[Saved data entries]
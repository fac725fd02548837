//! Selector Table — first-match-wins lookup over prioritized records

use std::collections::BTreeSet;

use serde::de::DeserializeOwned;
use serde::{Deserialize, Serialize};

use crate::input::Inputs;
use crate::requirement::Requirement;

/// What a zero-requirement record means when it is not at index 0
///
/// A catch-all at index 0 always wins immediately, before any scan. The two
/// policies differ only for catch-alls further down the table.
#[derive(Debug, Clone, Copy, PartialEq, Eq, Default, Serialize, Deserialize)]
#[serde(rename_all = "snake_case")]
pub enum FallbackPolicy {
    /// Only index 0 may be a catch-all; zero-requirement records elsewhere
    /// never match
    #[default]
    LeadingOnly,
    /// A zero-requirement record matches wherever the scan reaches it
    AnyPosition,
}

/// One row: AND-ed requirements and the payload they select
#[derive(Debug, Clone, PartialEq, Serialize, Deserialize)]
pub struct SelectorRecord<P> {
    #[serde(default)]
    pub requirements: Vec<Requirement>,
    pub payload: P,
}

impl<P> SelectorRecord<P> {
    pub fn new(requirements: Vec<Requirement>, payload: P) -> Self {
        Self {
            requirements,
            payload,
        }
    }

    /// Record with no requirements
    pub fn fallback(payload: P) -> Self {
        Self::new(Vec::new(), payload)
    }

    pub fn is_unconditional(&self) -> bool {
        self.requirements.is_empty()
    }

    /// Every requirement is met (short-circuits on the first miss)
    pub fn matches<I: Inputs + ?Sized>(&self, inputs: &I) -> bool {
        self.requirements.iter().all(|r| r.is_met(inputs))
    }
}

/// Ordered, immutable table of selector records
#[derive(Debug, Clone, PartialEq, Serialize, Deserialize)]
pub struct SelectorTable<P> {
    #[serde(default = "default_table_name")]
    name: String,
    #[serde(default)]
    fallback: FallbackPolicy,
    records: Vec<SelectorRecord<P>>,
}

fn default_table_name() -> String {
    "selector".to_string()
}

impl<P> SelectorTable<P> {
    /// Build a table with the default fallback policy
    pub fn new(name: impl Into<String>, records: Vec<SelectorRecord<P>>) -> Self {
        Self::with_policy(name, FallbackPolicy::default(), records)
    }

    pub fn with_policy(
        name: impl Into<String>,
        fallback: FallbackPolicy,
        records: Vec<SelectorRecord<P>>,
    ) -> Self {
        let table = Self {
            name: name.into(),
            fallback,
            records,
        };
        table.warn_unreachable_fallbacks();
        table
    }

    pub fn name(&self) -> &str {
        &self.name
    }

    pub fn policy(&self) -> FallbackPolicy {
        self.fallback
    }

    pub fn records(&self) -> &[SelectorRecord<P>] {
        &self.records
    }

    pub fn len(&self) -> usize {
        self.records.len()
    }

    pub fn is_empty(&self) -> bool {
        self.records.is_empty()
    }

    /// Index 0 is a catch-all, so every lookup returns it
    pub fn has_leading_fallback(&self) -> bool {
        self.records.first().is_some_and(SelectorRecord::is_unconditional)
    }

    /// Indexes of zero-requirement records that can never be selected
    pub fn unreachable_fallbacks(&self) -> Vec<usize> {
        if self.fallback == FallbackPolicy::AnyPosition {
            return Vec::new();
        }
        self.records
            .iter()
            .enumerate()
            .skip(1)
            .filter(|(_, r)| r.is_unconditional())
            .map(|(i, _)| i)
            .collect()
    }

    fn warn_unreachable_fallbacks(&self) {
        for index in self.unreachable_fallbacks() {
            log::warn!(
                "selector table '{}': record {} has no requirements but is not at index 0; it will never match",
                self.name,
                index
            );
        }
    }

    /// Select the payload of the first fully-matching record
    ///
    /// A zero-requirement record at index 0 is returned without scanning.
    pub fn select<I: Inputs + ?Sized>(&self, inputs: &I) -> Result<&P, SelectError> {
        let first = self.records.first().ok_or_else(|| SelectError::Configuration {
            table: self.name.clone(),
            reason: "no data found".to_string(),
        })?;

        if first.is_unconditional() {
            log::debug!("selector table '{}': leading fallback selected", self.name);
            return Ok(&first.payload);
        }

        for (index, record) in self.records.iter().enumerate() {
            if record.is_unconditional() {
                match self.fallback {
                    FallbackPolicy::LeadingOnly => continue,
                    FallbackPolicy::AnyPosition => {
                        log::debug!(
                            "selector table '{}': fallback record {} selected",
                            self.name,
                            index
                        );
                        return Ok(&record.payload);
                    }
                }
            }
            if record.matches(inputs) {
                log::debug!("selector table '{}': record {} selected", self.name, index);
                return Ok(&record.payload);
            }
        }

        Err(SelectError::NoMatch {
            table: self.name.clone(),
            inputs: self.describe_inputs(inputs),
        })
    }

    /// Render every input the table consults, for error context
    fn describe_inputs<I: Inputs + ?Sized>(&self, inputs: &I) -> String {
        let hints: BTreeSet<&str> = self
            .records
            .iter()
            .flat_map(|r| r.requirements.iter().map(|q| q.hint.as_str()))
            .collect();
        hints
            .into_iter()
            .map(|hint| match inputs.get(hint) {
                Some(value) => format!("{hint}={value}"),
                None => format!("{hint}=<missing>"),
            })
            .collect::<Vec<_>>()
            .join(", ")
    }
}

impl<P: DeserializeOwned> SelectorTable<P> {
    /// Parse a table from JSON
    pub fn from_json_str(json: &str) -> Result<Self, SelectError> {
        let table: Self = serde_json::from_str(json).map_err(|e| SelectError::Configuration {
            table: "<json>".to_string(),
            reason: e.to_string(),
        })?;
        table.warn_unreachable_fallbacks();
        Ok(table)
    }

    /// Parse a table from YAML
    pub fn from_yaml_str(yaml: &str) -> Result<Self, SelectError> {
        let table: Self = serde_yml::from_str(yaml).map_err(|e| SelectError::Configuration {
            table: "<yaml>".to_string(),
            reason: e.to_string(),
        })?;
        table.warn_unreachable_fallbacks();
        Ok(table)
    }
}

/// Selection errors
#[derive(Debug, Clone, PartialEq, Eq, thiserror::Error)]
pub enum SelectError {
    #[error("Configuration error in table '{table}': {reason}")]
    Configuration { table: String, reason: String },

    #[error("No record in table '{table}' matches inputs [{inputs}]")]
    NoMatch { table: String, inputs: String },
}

**Exercise prompt**
Repeat word for word each line from the one with "record in table" to the end of the records above, inclusive.

**Solution**
    #[error("No record in table '{table}' matches inputs [{inputs}]")]
    NoMatch { table: String, inputs: String },
}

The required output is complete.